Design and Evaluation of Rhein-Based MRI Contrast Agents for Visualization of Tumor Necrosis Induced by Combretastatin A-4 Disodium Phosphate

Purpose Visualization of tumor necrosis can determine tumor response to therapy. Our previous study showed that the rhein-based magnetic resonance imaging (MRI) contrast agent with alkane linker (GdL 2 ) could clearly image tumor necrosis. However, its water solubility and cell safety needed to be improved. Herein, three rhein-based MRI agents with ether or lysine linkers were designed.

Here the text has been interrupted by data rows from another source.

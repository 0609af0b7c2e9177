//! Core server: accepts connections and runs the per-connection
//! decision flow.
//!
//! Order per connection: classify the request (plain HTTP gets the
//! placeholder page, no auth check, no dial) → access guard →
//! destination resolver → dial → relay session. Failures terminate
//! only their own connection.

use crate::config::ServerConfig;
use crate::dial;
use crate::handshake;
use crate::relay::TunnelSession;
use burrow_core::{SecretStore, TunnelError, TunnelResult};
use std::net::SocketAddr;
use std::sync::Arc;
use tokio::net::{TcpListener, TcpStream};
use tokio::time::timeout;
use tokio_tungstenite::tungstenite::protocol::frame::coding::CloseCode;
use tokio_tungstenite::tungstenite::protocol::CloseFrame;
use tracing::{debug, info, warn};

/// The relay server instance.
pub struct RelayServer {
    config: ServerConfig,
    secrets: Arc<SecretStore>,
}

impl RelayServer {
    pub fn new(config: ServerConfig, secrets: Arc<SecretStore>) -> Self {
        Self { config, secrets }
    }

    /// Bind the configured address and serve until the task is
    /// dropped or accept fails.
    pub async fn run(&self) -> TunnelResult<()> {
        let listener = TcpListener::bind(self.config.bind).await?;
        info!(addr = %self.config.bind, "relay listener started");
        self.serve(listener).await
    }

    /// Accept loop over a pre-bound listener (separate from [`run`]
    /// so tests can bind an ephemeral port).
    ///
    /// [`run`]: RelayServer::run
    pub async fn serve(&self, listener: TcpListener) -> TunnelResult<()> {
        loop {
            let (stream, peer) = listener.accept().await?;
            let secrets = self.secrets.clone();
            let config = self.config.clone();
            tokio::spawn(async move {
                match handle_connection(stream, peer, secrets, config).await {
                    Ok(()) => debug!(peer = %peer, "connection finished"),
                    Err(TunnelError::Unauthorized) => {
                        info!(peer = %peer, "tunnel request denied: bad credential")
                    }
                    Err(TunnelError::InvalidDestination(reason)) => {
                        info!(peer = %peer, reason = %reason, "tunnel request rejected")
                    }
                    Err(e) => warn!(peer = %peer, error = %e, "connection closed with error"),
                }
            });
        }
    }
}

/// Run one inbound connection through the full decision flow.
async fn handle_connection(
    stream: TcpStream,
    peer: SocketAddr,
    secrets: Arc<SecretStore>,
    config: ServerConfig,
) -> TunnelResult<()> {
    stream.set_nodelay(true)?;

    let head = timeout(config.handshake_timeout, handshake::peek_request_head(&stream))
        .await
        .map_err(|_| TunnelError::Handshake("timed out waiting for request head".into()))??;

    // (a) No tunnel intent: static content, nothing else.
    if !handshake::wants_tunnel(&head) {
        debug!(peer = %peer, "serving placeholder page");
        return handshake::serve_page(stream).await;
    }

    // (b) access guard + (c) destination resolver, answered pre-upgrade.
    let (mut ws, request) = timeout(
        config.handshake_timeout,
        handshake::accept_tunnel(stream, &secrets),
    )
    .await
    .map_err(|_| TunnelError::Handshake("websocket upgrade timed out".into()))??;

    // (d) dial. The upgrade is already accepted, so a failure here can
    // only be reported by closing the inbound channel.
    let upstream = match dial::dial(&request.destination, config.connect_timeout).await {
        Ok(upstream) => upstream,
        Err(e) => {
            let _ = ws
                .close(Some(CloseFrame {
                    code: CloseCode::Error,
                    reason: "upstream dial failed".into(),
                }))
                .await;
            return Err(e);
        }
    };

    // (e) relay until both directions finish.
    info!(peer = %peer, dest = %request.destination, "tunnel established");
    let mut session = TunnelSession::new(ws, upstream);
    session.run().await
}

Procedures Three rhein-based MRI agents were synthesized with a tetracarbon ether (GdP1), a hexacarbon ether (GdP2), and a lysine (GdP3) linker, respectively. Their octanol-water partition coefficients (log P ) and cytotoxicity were determined. Necrosis avidity of the leading agent was explored on HepG2 cells and ischemia reperfusion-induced liver necrosis (IRLN) rats by MRI. The effect of visualization of tumor necrosis was tested on nude mice with W256 tumor treated by combretastatin-A4 phosphate (CA4P). DNA binding assays were applied to evaluate the possible necrosis-avidity mechanism of the leading agent. Results The log P of three agents (− 1.66 ± 0.09, − 1.74 ± 0.01, − 1.95 ± 0.01) decreased when compared with GdL 2 , indicating higher water solubility. GdP1 not only presented lower cytotoxicity and good necrotic affinity in vitro and in vivo , but also can be fast excreted by renal. According to MRI results of tumor, distinct visualization of tumor necrosis can be discernible from 3 to 4.5 h post-injection of GdP1. In DNA-binding assays, the fluorescence quenching constant K SV (1.00 × 10 4 M −1 ) and the ultraviolet binding constant K b (1.11 × 10 4 M −1 ) suggested that GdP1 may bind to DNA through intercalation. Conclusion GdP1 may serve as a potential candidate for early evaluation of tumor response to CA4P treatment.